● Designed, prototyped and installed a new safety system for 3 laboratory rooms
● Sourced components capable of withstanding temperatures as low as ‑30℃
● Implemented remote connectivity for a bespoke alert system
As a longstanding UCL partner, Aston Group was actively involved in the recent refurbishment of the university’s Cold Room for the Department of Earth Studies in central London. The facility is used by world-leading researchers to study a variety of subjects, including ice samples from the Antarctic. The temperature is typically set at approximately -20℃ but can go as low as -30℃.
With such extreme working conditions, researcher safety is a primary concern for the university. As a result, access to the laboratory is limited to periods of 20 minutes at a time.
During the course of the refurbishment, it became evident that a reliable, automated safety system was needed to ensure the well-being of students and staff, while also protecting ice samples.
John Bowles, Head of Laboratories at UCL, tasked Aston Group with sourcing and installing a system that would prevent people using the laboratory from suffering from exposure to low temperatures. The other focus was to implement panic buttons that would allow workers to signal for help if got into difficulty in the lab.
Although UCL was already monitoring researcher safety before the refurbishment, the client wanted to install more advanced, automated technology that would integrate with its existing building management system.
When given the brief by UCL, our team undertook an extensive search for an appropriate solution but were surprised to find that none existed.
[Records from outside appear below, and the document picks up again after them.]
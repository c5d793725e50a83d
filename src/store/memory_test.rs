use super::*;
use crate::state::test_helpers;

#[tokio::test]
async fn create_space_assigns_key_and_lists_it() {
    let store = InMemorySpaceStore::new();
    let (key, space) = store.create_space(test_helpers::dummy_space("earth")).await.unwrap();

    let listed = store.list_spaces().await.unwrap();
    assert_eq!(listed.len(), 1);
    assert_eq!(listed.get(&key), Some(&space));
    assert_eq!(store.create_calls(), 1);
    assert_eq!(store.list_calls(), 1);
}

#[tokio::test]
async fn create_space_stamps_where_hashes() {
    let store = InMemorySpaceStore::new();
    let mut spec = test_helpers::dummy_multi_space("earth");
    spec.wheres.push(test_helpers::dummy_where("a", 1.0, 1.0));
    spec.wheres.push(test_helpers::dummy_where("a", 1.0, 1.0));

    let (_, created) = store.create_space(spec).await.unwrap();
    assert!(created.wheres.iter().all(WhereEntry::is_persisted));
    assert_ne!(created.wheres[0].hash, created.wheres[1].hash, "identical placements get distinct hashes");
    assert_eq!(created.wheres[0].hash.len(), 64);
}

#[tokio::test]
async fn create_space_rejects_short_name_and_empty_size() {
    let store = InMemorySpaceStore::new();

    let err = store.create_space(test_helpers::dummy_space("ab")).await.unwrap_err();
    assert!(matches!(err, StoreError::InvalidSpec(_)));

    let mut spec = test_helpers::dummy_space("earth");
    spec.surface.size = crate::state::Coord::default();
    let err = store.create_space(spec).await.unwrap_err();
    assert!(matches!(err, StoreError::InvalidSpec(_)));

    assert!(store.list_spaces().await.unwrap().is_empty());
}

#[tokio::test]
async fn offline_store_fails_every_call() {
    let store = InMemorySpaceStore::new();
    store.set_offline(true);

    assert!(matches!(store.list_spaces().await, Err(StoreError::BackendUnavailable(_))));
    assert!(matches!(
        store.create_space(test_helpers::dummy_space("earth")).await,
        Err(StoreError::BackendUnavailable(_))
    ));

    store.set_offline(false);
    assert!(store.list_spaces().await.is_ok());
}

#[tokio::test]
async fn add_and_delete_where_emit_signals() {
    let store = InMemorySpaceStore::new();
    let (key, _) = store.create_space(test_helpers::dummy_space("earth")).await.unwrap();
    let mut rx = store.subscribe();

    let hash = store.add_where(&key, test_helpers::dummy_where("a", 5.0, 6.0)).await.unwrap();
    match rx.recv().await.unwrap() {
        StoreSignal::NewWhere { space_key, entry } => {
            assert_eq!(space_key, key);
            assert_eq!(entry.hash, hash);
        }
        other => panic!("unexpected signal: {other:?}"),
    }

    store.delete_where(&key, &hash).await.unwrap();
    assert_eq!(rx.recv().await.unwrap(), StoreSignal::DeleteWhere { space_key: key.clone(), hash });

    let listed = store.list_spaces().await.unwrap();
    assert!(listed[&key].wheres.is_empty());
}

#[tokio::test]
async fn add_where_to_unknown_space_is_not_found() {
    let store = InMemorySpaceStore::new();
    let err = store.add_where("missing", test_helpers::dummy_where("a", 0.0, 0.0)).await.unwrap_err();
    assert!(matches!(err, StoreError::SpaceNotFound(k) if k == "missing"));
}

#[tokio::test]
async fn delete_unknown_hash_is_silent() {
    let store = InMemorySpaceStore::new();
    let (key, _) = store.create_space(test_helpers::dummy_space("earth")).await.unwrap();
    let mut rx = store.subscribe();

    store.delete_where(&key, "nope").await.unwrap();
    assert!(rx.try_recv().is_err());
}

#[test]
fn backend_unavailable_is_retryable() {
    use crate::error::ErrorCode;

    let err = StoreError::BackendUnavailable("down".into());
    assert_eq!(err.error_code(), "E_BACKEND_UNAVAILABLE");
    assert!(err.retryable());
    assert!(!StoreError::InvalidSpec("bad".into()).retryable());
}
//! Notification builders, one per notification kind

use chrono::{DateTime, Utc};

use crate::{
    error::{NotificationError, Result},
    notification::Notification,
    services::anchor::settlement_before,
    types::{ActivityRecord, RoundState, TransferKind, TransferRecord, VaultKey, VaultVersion},
};

/// Map an indexed activity to its notification; dates are copied as-is.
pub fn from_activity(key: &VaultKey, activity: &ActivityRecord) -> Notification {
    match activity {
        ActivityRecord::Minting {
            date,
            deposit_amount,
            strike_price,
            opened_at,
        } => Notification::OptionMinting {
            date: *date,
            vault: key.option.clone(),
            vault_version: key.version,
            deposit_amount: *deposit_amount,
            strike_price: *strike_price,
            opened_at: *opened_at,
        },
        ActivityRecord::Sale {
            date,
            sell_amount,
            premium,
            timestamp,
        } => Notification::OptionSale {
            date: *date,
            vault: key.option.clone(),
            vault_version: key.version,
            sell_amount: *sell_amount,
            premium: *premium,
            timestamp: *timestamp,
        },
    }
}

/// Premium distribution to the user. Only `distribute` transfers qualify.
pub fn distribute_premium(transfer: &TransferRecord) -> Option<Notification> {
    if transfer.kind != TransferKind::Distribute {
        return None;
    }

    Some(Notification::DistributePremium {
        date: transfer.timestamp,
        vault: transfer.vault.clone(),
        vault_version: VaultVersion::V2,
        amount: transfer.amount,
    })
}

/// Withdrawal that became claimable at a past settlement.
///
/// No timestamp is recorded upstream, so the date is reconstructed from the
/// round counter: the withdrawal became claimable `current - withdrawal - 1`
/// settlements before `anchor`.
///
/// Returns `Ok(None)` when nothing is claimable and an error when the
/// withdrawal round is ahead of the current round or the reconstructed
/// settlement is not a representable instant.
pub fn withdrawal_ready(
    key: &VaultKey,
    state: &RoundState,
    anchor: DateTime<Utc>,
) -> Result<Option<Notification>> {
    if !state.is_withdrawal_ready() {
        return Ok(None);
    }

    let rounds_elapsed = i64::from(state.current_round) - i64::from(state.withdrawal.round) - 1;
    let rounds_elapsed =
        u32::try_from(rounds_elapsed).map_err(|_| NotificationError::WithdrawalRoundAhead {
            vault: key.option.clone(),
            current_round: state.current_round,
            withdrawal_round: state.withdrawal.round,
        })?;

    let date = settlement_before(anchor, rounds_elapsed).ok_or_else(|| {
        NotificationError::SettlementOutOfRange {
            vault: key.option.clone(),
            rounds_elapsed,
        }
    })?;

    Ok(Some(Notification::WithdrawalReady {
        date,
        vault: key.option.clone(),
        vault_version: VaultVersion::V2,
        amount: state.withdrawal.amount,
    }))
}
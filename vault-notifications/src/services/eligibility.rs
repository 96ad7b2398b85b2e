//! Position eligibility

use crate::{
    math::{default_significant_decimals, is_practically_zero},
    types::VaultAccountSnapshot,
};

/// Suppresses notifications for vaults the user no longer holds
#[derive(Debug, Clone, Copy, Default)]
pub struct EligibilityFilter {
    /// Overrides the per-asset significant decimals
    pub significant_decimals: Option<u8>,
}

impl EligibilityFilter {
    pub fn new(significant_decimals: Option<u8>) -> Self {
        Self {
            significant_decimals,
        }
    }

    /// A vault is eligible when an account exists and its balance is not dust.
    pub fn is_eligible(&self, account: Option<&VaultAccountSnapshot>) -> bool {
        let Some(account) = account else {
            return false;
        };

        let significant = self
            .significant_decimals
            .unwrap_or_else(|| default_significant_decimals(account.decimals));

        !is_practically_zero(account.total_balance, account.decimals, significant)
    }
}
//! Derivation pipeline stages

pub mod aggregator;
pub mod anchor;
pub mod builders;
pub mod eligibility;
pub mod presenter;

pub use aggregator::Aggregator;
pub use anchor::{resolve_anchor, resolve_weekly_anchor};
pub use eligibility::EligibilityFilter;
pub use presenter::{present, NotificationFeed};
Having spoken to several potential suppliers, it became apparent that a system would have to be built specifically for the university, which could take up to a year to design and install.
In addition, it was imperative to find system components that were suitable for use at temperatures as low as -30℃ without becoming brittle or perishing. Extensive research was undertaken to find a supplier that could deliver suitable components in an acceptable time frame – in spite of present supply chain issues.
Given the lack of suitable, off-the-shelf systems, Aston Group started to design and develop a bespoke system for UCL.
Martin Barlow, Electrical Compliance Manager, analysed multiple different solutions that would fulfil the requirements UCL described. However, he quickly realised that the only solution would require a Programmable Logic Controller (PLC) at the heart of the system. The main purpose of the PLC is to manage and control the inputs and outputs of the system, while also ensuring maximum uptime and reliability. These PLC units are typically used in industrial, automation settings.
The PLC ensures the correct sequence of events takes place. If the sequence is correct, the alarm won’t sound. However, if there is a deviation, the alarm will sound and an alert is sent to key members of the university staff.
The PLC sequence developed by Martin is triggered by a researcher opening the laboratory door. The researcher must then close the door behind them, which starts the process. A beacon and sounder installed within each lab illuminates and sounds to acknowledge the start of the process. The researcher then needs to press a green button inside the door to start the working-time process. This action confirms their presence in the lab.
A timer within the programme is initiated by pressing the button. Once the designated 18 minutes working time has elapsed, an amber light inside the lab will start to flash, with a sound, warning the researcher that their working time has nearly elapsed.
This allows them 2 minutes to prepare for leaving the lab, where they will then have to press a second button outside of the lab (safe zone) to complete the full working process. If this is not pressed and the researcher leaves the area without any acknowledgement, this will raise an alarm. This sounds locally and sends a signal to the GSM and building management system (BMS) where a designated team will be notified to investigate the situation.
Local alarm panic buttons were also introduced into the system, as requested. This enables researchers to call for help in the case of an emergency within the labs. However, the system is designed to take into account an accidental panic button activation. In this case, the user has 5 seconds to reset the button locally, before the local alarms sound and a distress signal is sent to the BMS and GSM, an auto-dialler which is designed to send SMS alerts and/or phone calls to users.
The initial sequence was presented to the UCL team before a working prototype was developed to test the logic of the system and the suitability of the components. A specialist cabinet was then sourced to house all the necessary hardware and withstand freezing temperatures. Once this prototype had been stress tested, the final system was installed.
If the door is accidentally left open without a reason, the alarm will also sound, notifying staff to close it. This preserves the condition of any ice samples as well as researcher well-being.
Currently, there are plans in place to further enhance this system. A battery back-up power system is being developed to ensure constant uptime, which would further ensure safety within the laboratory.
The Aston Group team received the brief for the laboratory safety system in November 2021. They had designed, developed and installed the system by February 2022. It is now fully functional and keeps researchers safe while they work.
The UCL team was delighted with the system, not only because it was actioned so quickly but because the entire system is tailored to their needs. If any adjustments are needed, they can be directly programmed into the PLC and are effective immediately.